The input:
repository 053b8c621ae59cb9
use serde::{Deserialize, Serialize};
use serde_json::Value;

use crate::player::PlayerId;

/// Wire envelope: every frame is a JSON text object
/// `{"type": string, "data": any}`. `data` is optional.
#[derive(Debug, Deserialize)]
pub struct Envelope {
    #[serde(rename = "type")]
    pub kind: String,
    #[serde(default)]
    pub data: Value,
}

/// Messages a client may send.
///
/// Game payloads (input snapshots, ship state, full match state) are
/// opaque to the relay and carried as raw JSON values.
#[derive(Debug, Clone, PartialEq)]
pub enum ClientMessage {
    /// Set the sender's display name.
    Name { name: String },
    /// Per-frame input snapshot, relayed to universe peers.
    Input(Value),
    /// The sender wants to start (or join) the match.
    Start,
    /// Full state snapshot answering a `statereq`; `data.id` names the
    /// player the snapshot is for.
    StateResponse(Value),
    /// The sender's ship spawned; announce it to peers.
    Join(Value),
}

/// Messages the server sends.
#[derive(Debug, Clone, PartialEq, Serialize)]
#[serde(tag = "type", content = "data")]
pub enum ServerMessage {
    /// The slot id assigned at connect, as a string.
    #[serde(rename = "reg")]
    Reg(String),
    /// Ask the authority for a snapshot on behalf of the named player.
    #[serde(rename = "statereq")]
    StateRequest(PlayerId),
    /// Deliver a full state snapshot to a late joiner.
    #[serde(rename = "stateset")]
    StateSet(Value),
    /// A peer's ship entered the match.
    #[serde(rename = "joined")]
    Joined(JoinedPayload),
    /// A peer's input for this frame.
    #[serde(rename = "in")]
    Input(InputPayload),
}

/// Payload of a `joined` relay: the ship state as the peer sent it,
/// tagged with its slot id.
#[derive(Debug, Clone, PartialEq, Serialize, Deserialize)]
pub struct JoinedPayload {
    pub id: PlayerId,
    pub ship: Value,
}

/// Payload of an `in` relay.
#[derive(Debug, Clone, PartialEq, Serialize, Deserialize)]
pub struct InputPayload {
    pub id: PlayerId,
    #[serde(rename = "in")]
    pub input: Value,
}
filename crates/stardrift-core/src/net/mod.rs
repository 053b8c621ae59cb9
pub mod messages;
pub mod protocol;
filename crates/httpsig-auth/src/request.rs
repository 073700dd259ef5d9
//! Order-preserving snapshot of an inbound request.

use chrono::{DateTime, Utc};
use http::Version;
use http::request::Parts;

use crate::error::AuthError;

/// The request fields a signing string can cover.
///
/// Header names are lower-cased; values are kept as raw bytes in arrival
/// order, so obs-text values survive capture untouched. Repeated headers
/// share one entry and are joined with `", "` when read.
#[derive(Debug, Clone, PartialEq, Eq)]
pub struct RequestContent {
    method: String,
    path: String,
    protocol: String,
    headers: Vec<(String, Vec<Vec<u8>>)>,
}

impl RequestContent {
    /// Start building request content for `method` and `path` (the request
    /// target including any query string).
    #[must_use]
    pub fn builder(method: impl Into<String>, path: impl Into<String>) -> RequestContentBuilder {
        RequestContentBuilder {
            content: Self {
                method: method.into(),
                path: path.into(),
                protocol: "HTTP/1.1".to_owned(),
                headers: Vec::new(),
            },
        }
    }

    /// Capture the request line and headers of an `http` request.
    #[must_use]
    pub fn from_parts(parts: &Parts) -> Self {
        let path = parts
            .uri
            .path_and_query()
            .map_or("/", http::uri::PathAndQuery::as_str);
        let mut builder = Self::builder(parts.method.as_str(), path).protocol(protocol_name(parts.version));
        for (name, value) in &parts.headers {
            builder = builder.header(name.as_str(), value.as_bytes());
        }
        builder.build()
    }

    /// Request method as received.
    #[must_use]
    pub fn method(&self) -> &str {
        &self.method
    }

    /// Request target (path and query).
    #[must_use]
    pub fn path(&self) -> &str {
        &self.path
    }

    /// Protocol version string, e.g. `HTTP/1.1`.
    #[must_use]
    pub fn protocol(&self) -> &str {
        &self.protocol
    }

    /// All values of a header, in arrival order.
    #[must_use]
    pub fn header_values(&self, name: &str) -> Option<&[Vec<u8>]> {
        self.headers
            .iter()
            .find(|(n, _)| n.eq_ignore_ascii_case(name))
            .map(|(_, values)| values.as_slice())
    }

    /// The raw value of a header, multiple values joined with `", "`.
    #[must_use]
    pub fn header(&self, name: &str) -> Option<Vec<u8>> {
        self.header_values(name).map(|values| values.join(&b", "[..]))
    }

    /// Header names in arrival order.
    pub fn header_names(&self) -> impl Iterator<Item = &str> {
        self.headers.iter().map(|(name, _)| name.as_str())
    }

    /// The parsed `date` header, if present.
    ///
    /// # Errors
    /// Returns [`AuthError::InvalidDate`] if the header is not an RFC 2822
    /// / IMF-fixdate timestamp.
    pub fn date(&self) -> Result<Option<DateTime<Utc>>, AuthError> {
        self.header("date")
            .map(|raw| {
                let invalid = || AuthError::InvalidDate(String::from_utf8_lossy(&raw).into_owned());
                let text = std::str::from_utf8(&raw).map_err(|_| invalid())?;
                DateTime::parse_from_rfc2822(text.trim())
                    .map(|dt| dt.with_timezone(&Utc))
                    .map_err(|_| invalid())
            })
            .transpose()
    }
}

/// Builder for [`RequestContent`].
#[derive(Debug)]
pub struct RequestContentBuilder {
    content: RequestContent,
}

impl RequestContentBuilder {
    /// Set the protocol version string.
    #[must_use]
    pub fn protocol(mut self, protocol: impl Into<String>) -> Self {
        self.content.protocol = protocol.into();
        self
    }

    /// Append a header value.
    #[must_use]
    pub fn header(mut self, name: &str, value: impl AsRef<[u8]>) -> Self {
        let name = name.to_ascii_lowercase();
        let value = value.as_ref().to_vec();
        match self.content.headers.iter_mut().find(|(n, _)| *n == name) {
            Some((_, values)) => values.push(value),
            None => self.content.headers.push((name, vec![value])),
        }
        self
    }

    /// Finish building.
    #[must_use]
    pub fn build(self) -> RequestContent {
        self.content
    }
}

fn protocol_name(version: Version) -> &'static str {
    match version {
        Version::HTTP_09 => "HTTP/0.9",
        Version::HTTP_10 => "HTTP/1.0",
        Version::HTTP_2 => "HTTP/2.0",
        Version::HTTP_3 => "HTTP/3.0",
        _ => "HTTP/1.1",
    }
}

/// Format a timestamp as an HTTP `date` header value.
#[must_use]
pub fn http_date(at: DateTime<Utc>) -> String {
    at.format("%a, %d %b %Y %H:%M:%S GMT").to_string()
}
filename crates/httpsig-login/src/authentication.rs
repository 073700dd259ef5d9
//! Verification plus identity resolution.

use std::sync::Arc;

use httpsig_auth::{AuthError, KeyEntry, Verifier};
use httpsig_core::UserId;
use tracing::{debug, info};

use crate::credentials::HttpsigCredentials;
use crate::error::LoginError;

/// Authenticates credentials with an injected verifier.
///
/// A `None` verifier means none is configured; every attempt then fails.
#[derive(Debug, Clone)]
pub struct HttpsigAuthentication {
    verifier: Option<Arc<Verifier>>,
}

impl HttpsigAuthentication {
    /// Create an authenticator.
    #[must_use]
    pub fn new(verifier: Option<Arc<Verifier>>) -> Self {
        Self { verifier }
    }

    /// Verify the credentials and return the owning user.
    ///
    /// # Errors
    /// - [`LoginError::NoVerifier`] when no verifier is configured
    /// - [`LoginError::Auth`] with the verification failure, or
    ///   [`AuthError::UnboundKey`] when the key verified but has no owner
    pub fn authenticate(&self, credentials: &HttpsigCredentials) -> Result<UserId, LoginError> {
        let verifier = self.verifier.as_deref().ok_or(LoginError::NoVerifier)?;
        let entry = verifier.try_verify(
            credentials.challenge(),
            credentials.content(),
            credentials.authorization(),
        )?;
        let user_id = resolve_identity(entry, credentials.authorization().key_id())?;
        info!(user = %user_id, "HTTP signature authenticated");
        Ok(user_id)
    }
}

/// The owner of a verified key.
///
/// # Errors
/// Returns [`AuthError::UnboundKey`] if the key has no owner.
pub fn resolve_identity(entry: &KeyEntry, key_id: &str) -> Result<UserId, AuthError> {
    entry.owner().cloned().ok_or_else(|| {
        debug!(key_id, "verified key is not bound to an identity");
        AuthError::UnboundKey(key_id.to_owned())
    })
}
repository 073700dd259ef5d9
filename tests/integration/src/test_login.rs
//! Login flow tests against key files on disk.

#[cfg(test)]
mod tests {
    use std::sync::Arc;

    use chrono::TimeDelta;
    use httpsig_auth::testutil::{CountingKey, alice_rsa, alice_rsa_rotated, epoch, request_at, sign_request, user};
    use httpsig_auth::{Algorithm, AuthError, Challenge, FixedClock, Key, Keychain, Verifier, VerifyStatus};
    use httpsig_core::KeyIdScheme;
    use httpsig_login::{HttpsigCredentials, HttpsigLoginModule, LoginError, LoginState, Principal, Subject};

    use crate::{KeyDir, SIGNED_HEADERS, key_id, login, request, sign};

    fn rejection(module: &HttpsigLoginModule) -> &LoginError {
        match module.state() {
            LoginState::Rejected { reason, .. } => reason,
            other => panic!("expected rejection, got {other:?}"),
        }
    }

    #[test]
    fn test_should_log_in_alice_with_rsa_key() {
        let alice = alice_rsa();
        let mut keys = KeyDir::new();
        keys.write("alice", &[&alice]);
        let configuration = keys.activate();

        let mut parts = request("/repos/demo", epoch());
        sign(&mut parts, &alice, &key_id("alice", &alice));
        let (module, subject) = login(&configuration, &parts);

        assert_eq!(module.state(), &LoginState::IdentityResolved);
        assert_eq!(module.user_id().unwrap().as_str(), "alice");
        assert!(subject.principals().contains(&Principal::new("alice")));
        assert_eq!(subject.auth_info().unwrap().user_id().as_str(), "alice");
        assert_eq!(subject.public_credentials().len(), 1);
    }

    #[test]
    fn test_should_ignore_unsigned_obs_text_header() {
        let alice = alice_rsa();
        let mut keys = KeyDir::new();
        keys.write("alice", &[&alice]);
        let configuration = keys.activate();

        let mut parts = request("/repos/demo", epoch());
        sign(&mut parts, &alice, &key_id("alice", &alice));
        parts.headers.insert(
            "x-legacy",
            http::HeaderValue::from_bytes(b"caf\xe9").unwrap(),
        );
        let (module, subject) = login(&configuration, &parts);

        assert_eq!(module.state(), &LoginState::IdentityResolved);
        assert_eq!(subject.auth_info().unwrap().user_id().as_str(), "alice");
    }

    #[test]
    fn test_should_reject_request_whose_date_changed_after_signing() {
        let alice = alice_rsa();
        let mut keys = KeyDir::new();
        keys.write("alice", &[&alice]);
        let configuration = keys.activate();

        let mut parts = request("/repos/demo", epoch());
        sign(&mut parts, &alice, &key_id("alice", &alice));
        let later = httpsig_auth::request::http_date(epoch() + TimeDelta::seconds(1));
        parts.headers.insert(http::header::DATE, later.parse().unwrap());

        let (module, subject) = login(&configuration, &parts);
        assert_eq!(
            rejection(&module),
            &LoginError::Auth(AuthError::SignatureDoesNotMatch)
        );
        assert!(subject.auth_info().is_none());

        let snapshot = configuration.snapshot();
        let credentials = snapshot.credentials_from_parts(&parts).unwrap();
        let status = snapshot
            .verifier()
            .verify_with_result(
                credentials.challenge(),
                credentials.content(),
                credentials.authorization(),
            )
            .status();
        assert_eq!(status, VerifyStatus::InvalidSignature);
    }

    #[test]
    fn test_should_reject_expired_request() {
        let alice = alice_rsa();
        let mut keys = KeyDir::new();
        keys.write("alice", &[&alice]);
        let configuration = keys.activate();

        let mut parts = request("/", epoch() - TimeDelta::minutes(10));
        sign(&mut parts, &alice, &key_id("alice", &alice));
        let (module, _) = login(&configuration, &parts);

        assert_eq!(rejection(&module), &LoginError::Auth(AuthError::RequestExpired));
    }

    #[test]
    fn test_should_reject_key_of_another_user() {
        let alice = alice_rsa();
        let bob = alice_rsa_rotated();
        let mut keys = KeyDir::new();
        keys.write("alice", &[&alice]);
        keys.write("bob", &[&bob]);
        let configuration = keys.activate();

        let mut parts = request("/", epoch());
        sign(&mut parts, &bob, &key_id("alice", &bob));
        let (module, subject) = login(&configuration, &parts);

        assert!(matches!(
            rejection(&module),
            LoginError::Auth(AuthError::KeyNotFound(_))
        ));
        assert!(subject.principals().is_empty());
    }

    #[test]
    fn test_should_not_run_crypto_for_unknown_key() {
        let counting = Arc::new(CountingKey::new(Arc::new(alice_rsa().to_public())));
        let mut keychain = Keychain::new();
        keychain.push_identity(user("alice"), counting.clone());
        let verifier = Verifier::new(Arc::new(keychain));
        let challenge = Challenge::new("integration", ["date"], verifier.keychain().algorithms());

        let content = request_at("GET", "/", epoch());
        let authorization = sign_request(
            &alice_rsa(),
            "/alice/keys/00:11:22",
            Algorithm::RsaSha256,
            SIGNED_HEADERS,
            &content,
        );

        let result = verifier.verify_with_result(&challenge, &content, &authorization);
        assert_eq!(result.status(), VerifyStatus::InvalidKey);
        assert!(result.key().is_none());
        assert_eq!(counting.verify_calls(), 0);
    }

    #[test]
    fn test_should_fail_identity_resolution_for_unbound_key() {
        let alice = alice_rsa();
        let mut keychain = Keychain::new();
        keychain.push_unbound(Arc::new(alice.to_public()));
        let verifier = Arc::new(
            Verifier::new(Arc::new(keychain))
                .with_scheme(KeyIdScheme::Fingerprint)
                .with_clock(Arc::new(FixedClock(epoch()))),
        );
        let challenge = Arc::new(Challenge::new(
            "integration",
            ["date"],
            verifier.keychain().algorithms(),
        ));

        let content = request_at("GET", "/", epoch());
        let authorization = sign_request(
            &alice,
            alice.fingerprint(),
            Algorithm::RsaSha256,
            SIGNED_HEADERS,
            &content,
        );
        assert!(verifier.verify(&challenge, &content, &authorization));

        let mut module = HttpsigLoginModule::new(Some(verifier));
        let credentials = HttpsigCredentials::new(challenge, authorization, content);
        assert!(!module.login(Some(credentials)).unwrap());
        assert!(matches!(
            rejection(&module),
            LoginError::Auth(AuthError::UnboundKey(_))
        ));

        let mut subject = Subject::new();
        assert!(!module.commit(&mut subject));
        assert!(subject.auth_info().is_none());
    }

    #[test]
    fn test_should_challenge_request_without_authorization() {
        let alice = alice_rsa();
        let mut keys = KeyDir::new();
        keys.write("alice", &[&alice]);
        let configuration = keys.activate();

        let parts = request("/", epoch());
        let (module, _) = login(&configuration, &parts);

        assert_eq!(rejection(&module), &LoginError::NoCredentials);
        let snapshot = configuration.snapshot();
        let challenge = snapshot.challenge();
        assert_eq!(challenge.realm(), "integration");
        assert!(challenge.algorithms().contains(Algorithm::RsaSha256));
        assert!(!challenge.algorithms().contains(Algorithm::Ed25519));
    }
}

Required action: Reproduce every line of the material above that has the string "principals".

Answer space:
        assert!(subject.principals().contains(&Principal::new("alice")));
        assert!(subject.principals().is_empty());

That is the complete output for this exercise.